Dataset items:
*** Block opens ***

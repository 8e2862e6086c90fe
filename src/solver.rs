//! Contract with the electronic-structure solver.
//!
//! The solver diagonalizes the Hamiltonian for a batch of k points and returns
//! the band energies $\ve_{n\bm k}$ with the velocity matrices
//! $v^a_{nm}=\bra{\psi_{n\bm k}}\p_{k_a}H_{\bm k}\ket{\psi_{m\bm k}}$ in the
//! eigenbasis. Nothing in this crate builds Hamiltonians.
use ndarray::{Array2, Array4, Axis};
use num_complex::Complex;
use serde::{Deserialize, Serialize};

use crate::error::{BcdError, Result};

/// Spin configuration of the model, by the usual `nspin` convention.
#[derive(Debug, Clone, Copy, PartialEq, Eq, Serialize, Deserialize)]
pub enum SpinKind {
    /// nspin = 1
    Unpolarized,
    /// nspin = 2, spin up and down solved separately
    Collinear,
    /// nspin = 4, spinor basis
    Noncollinear,
}

impl SpinKind {
    pub fn nspin(&self) -> usize {
        match self {
            SpinKind::Unpolarized => 1,
            SpinKind::Collinear => 2,
            SpinKind::Noncollinear => 4,
        }
    }

    pub fn from_nspin(nspin: usize) -> Option<SpinKind> {
        match nspin {
            1 => Some(SpinKind::Unpolarized),
            2 => Some(SpinKind::Collinear),
            4 => Some(SpinKind::Noncollinear),
            _ => None,
        }
    }
}

/// Eigenvalues `band[[k, n]]` and velocity matrices `velocity[[k, a, n, m]]`
/// for a batch of k points.
#[derive(Debug, Clone, PartialEq)]
pub struct BandSample {
    pub band: Array2<f64>,
    pub velocity: Array4<Complex<f64>>,
}

impl BandSample {
    /// A batch without any k point.
    pub fn empty(nband: usize) -> Self {
        BandSample {
            band: Array2::zeros((0, nband)),
            velocity: Array4::zeros((0, 3, nband, nband)),
        }
    }

    #[inline(always)]
    pub fn nk(&self) -> usize {
        self.band.len_of(Axis(0))
    }

    #[inline(always)]
    pub fn nband(&self) -> usize {
        self.band.len_of(Axis(1))
    }

    /// Checks the shapes against a request for `nk` points.
    pub fn check(&self, nk: usize) -> Result<()> {
        let nband = self.nband();
        if self.nk() != nk {
            return Err(BcdError::DimensionMismatch {
                context: "number of k points in eigenvalues".to_string(),
                expected: nk,
                found: self.nk(),
            });
        }
        let (vk, dir, n1, n2) = self.velocity.dim();
        let checks = [
            ("number of k points in velocity matrix", nk, vk),
            ("number of velocity components", 3, dir),
            ("velocity matrix rows", nband, n1),
            ("velocity matrix columns", nband, n2),
        ];
        for (context, expected, found) in checks {
            if expected != found {
                return Err(BcdError::DimensionMismatch {
                    context: context.to_string(),
                    expected,
                    found,
                });
            }
        }
        Ok(())
    }
}

/// The external electronic-structure solver.
pub trait BandSolver {
    /// Spin configuration of the underlying model.
    fn spin(&self) -> SpinKind;

    /// Cartesian reciprocal lattice vectors $\bm b_1,\bm b_2,\bm b_3$ along axis 0.
    fn reciprocal_lattice(&self) -> Array2<f64>;

    /// Eigenvalues and velocity matrices for `kvec` (fractional, one k point per row).
    fn solve(&self, kvec: &Array2<f64>) -> Result<BandSample>;
}
//! Compiled path components for the streaming extractor.

use crate::value::IonString;

/// One predicate of a registered path.
#[derive(Debug, Clone, PartialEq, Eq)]
pub enum PathComponent {
    /// Matches a struct field whose name is byte-identical to this text.
    Field(IonString),
    /// Matches the value at this zero-based position within its
    /// container.
    Ordinal(i64),
    /// Matches any value at this depth.
    Wildcard,
}

impl PathComponent {
    /// Evaluate this predicate against the value the reader is positioned
    /// on, described by its field name (when inside a struct) and its
    /// ordinal within the current container.
    pub(crate) fn matches(&self, field_name: Option<&IonString>, ordinal: i64) -> bool {
        match self {
            Self::Field(name) => field_name == Some(name),
            Self::Ordinal(position) => *position == ordinal,
            Self::Wildcard => true,
        }
    }
}

/// A component slot in the extractor's depth-major table, tagged with
/// whether it is the last component of its path. Matching a terminal
/// component fires the path's callback; matching a non-terminal one only
/// keeps the path active at the next depth.
#[derive(Debug, Clone)]
pub(crate) struct StoredComponent {
    pub component: PathComponent,
    pub is_terminal: bool,
}

/// Registration-stable handle to a path. The handle passed to a callback
/// compares equal to the one returned at registration for the lifetime of
/// the extractor.
#[derive(Debug, Clone, Copy, PartialEq, Eq, Hash)]
#[cfg_attr(feature = "serde", derive(serde::Serialize, serde::Deserialize))]
pub struct PathHandle {
    /// Dense identifier, also the path's bit index in the active map.
    pub path_id: u8,
    /// Number of components in the path.
    pub path_length: u8,
}
#[test]
fn fma_mixed_operands() {
    let mut ctx = test_context();
    // One number operand forces the whole calculation into number space.
    let lhs = dec("100000000000000000000000000000000000001.", &mut ctx);
    let rhs = IonDecimal::from_int32(10);
    let fhs = IonDecimal::from_int32(1);
    let result = lhs.fma(&rhs, &fhs, &mut ctx).expect("fma");
    let expected = dec("1000000000000000000000000000000000000011.", &mut ctx);
    assert_decimal_eq(&expected, &result);

    // The operation did not change the operands.
    assert!(rhs.is_quad());
    assert!(fhs.is_quad());
    assert!(lhs.is_number());
}

#[test]
fn fma_mixed_in_place_number() {
    let mut ctx = test_context();
    let mut lhs = dec("100000000000000000000000000000000000001.", &mut ctx);
    let rhs = IonDecimal::from_int32(10);
    let fhs = IonDecimal::from_int32(1);
    lhs = lhs.fma(&rhs, &fhs, &mut ctx).expect("fma");
    let expected = dec("1000000000000000000000000000000000000011.", &mut ctx);
    assert_decimal_eq(&expected, &lhs);
    assert!(rhs.is_quad());
    assert!(fhs.is_quad());
}

#[test]
fn fma_mixed_in_place_quad() {
    let mut ctx = test_context();
    let lhs = dec("100000000000000000000000000000000000001.", &mut ctx);
    let rhs = IonDecimal::from_int32(10);
    let mut fhs = IonDecimal::from_int32(1);
    fhs = lhs.fma(&rhs, &fhs, &mut ctx).expect("fma");
    let expected = dec("1000000000000000000000000000000000000011.", &mut ctx);
    assert_decimal_eq(&expected, &fhs);
    assert!(lhs.is_number());
    assert!(rhs.is_quad());
}

#[test]
fn fma_quad_overflows() {
    let mut ctx = test_context();
    // Exactly 34 digits, so it fits a quad.
    let lhs = dec("1000000000000000000000000000000001.", &mut ctx);
    let rhs = IonDecimal::from_int32(10);
    let fhs = IonDecimal::from_int32(1);
    assert!(lhs.is_quad());
    // The engine tries quads first, detects the overflow, and upgrades.
    let result = lhs.fma(&rhs, &fhs, &mut ctx).expect("fma");
    let expected = dec("10000000000000000000000000000000011.", &mut ctx);
    assert_decimal_eq(&expected, &result);
    assert!(result.is_number());
    assert!(lhs.is_quad());
    assert!(rhs.is_quad());
    assert!(fhs.is_quad());
}

#[test]
fn fma_quad_overflows_in_place() {
    let mut ctx = test_context();
    let mut lhs = dec("1000000000000000000000000000000001.", &mut ctx);
    let rhs = IonDecimal::from_int32(10);
    let fhs = IonDecimal::from_int32(1);
    lhs = lhs.fma(&rhs, &fhs, &mut ctx).expect("fma");
    let expected = dec("10000000000000000000000000000000011.", &mut ctx);
    assert_decimal_eq(&expected, &lhs);
    assert!(lhs.is_number());
    assert!(rhs.is_quad());
    assert!(fhs.is_quad());
}

#[test]
fn fma_quad_overflows_two_operands_same_as_output() {
    let mut ctx = test_context();
    let lhs = dec("1000000000000000000000000000000001.", &mut ctx);
    let mut rhs = IonDecimal::from_int32(11);
    rhs = lhs.fma(&rhs.clone(), &rhs, &mut ctx).expect("fma");
    let expected = dec("11000000000000000000000000000000022.", &mut ctx);
    assert_decimal_eq(&expected, &rhs);
    assert!(rhs.is_number());
    assert!(lhs.is_quad());
}

#[test]
fn add_quad_operands() {
    let mut ctx = test_context();
    let result = IonDecimal::from_int32(9)
        .add(&IonDecimal::from_int32(1), &mut ctx)
        .expect("add");
    assert_decimal_eq(&IonDecimal::from_int32(10), &result);
    assert!(result.is_quad());
}

#[test]
fn add_number_operands() {
    let mut ctx = test_context();
    let lhs = dec("100000000000000000000000000000000000001.", &mut ctx);
    let result = lhs.add(&lhs, &mut ctx).expect("add");
    let expected = dec("200000000000000000000000000000000000002.", &mut ctx);
    assert_decimal_eq(&expected, &result);
    assert!(result.is_number());
}

#[test]
fn add_mixed_operands() {
    let mut ctx = test_context();
    let lhs = dec("100000000000000000000000000000000000002.", &mut ctx);
    let rhs = IonDecimal::from_int32(-1);
    let result = lhs.add(&rhs, &mut ctx).expect("add");
    let expected = dec("100000000000000000000000000000000000001.", &mut ctx);
    assert_decimal_eq(&expected, &result);
    assert!(rhs.is_quad());
}

#[test]
fn add_quad_overflows() {
    let mut ctx = test_context();
    // 34 nines: the largest coefficient a quad can carry.
    let lhs = dec("9999999999999999999999999999999999.", &mut ctx);
    let rhs = IonDecimal::from_int32(2);
    let result = lhs.add(&rhs, &mut ctx).expect("add");
    let expected = dec("10000000000000000000000000000000001.", &mut ctx);
    assert_decimal_eq(&expected, &result);
    assert!(result.is_number());
    assert!(lhs.is_quad());
    assert!(rhs.is_quad());
}

#[test]
fn add_quad_overflows_in_place() {
    let mut ctx = test_context();
    let mut lhs = dec("9999999999999999999999999999999999.", &mut ctx);
    let rhs = IonDecimal::from_int32(2);
    lhs = lhs.add(&rhs, &mut ctx).expect("add");
    let expected = dec("10000000000000000000000000000000001.", &mut ctx);
    assert_decimal_eq(&expected, &lhs);
    assert!(lhs.is_number());
    assert!(rhs.is_quad());
}

#[test]
fn add_in_place_all_operands_same() {
    let mut ctx = test_context();
    let mut lhs = IonDecimal::from_int32(1);
    lhs = lhs.add(&lhs.clone(), &mut ctx).expect("add");
    assert_decimal_eq(&IonDecimal::from_int32(2), &lhs);
    assert!(lhs.is_quad());
}

#[test]
fn subtract_and_multiply_and_divide() {
    let mut ctx = test_context();
    let six = IonDecimal::from_int32(6);
    let four = IonDecimal::from_int32(4);
    assert_decimal_eq(
        &IonDecimal::from_int32(2),
        &six.subtract(&four, &mut ctx).expect("subtract"),
    );
    assert_decimal_eq(
        &IonDecimal::from_int32(24),
        &six.multiply(&four, &mut ctx).expect("multiply"),
    );
    let quotient = six.divide(&four, &mut ctx).expect("divide");
    assert_decimal_eq(&dec("1.5", &mut ctx), &quotient);
}

#[test]
fn divide_integer_and_remainders() {
    let mut ctx = test_context();
    let a = IonDecimal::from_int32(17);
    let b = IonDecimal::from_int32(5);
    assert_decimal_eq(
        &IonDecimal::from_int32(3),
        &a.divide_integer(&b, &mut ctx).expect("divide_integer"),
    );
    assert_decimal_eq(
        &IonDecimal::from_int32(2),
        &a.remainder(&b, &mut ctx).expect("remainder"),
    );
    let near = IonDecimal::from_int32(18)
        .remainder_near(&b, &mut ctx)
        .expect("remainder_near");
    assert_decimal_eq(&IonDecimal::from_int32(-2), &near);
}

#[test]
fn min_max_and_magnitudes() {
    let mut ctx = test_context();
    let neg_nine = IonDecimal::from_int32(-9);
    let three = IonDecimal::from_int32(3);
    assert_decimal_eq(&three, &neg_nine.max(&three, &mut ctx).expect("max"));
    assert_decimal_eq(&neg_nine, &neg_nine.min(&three, &mut ctx).expect("min"));
    assert_decimal_eq(&neg_nine, &neg_nine.max_mag(&three, &mut ctx).expect("max_mag"));
    assert_decimal_eq(&three, &neg_nine.min_mag(&three, &mut ctx).expect("min_mag"));
}

#[test]
fn quantize_rescales() {
    let mut ctx = test_context();
    let value = dec("2.17", &mut ctx);
    let quantum = dec("0.001", &mut ctx);
    let result = value.quantize(&quantum, &mut ctx).expect("quantize");
    assert_eq!(result.exponent(), -3);
    assert_decimal_eq(&dec("2.170", &mut ctx), &result);
}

*** Block closes ***

Instructions to follow: Where a line of the records includes "matrix", copy it.

Answer below:
            ("number of k points in velocity matrix", nk, vk),
            ("velocity matrix rows", nband, n1),
            ("velocity matrix columns", nband, n2),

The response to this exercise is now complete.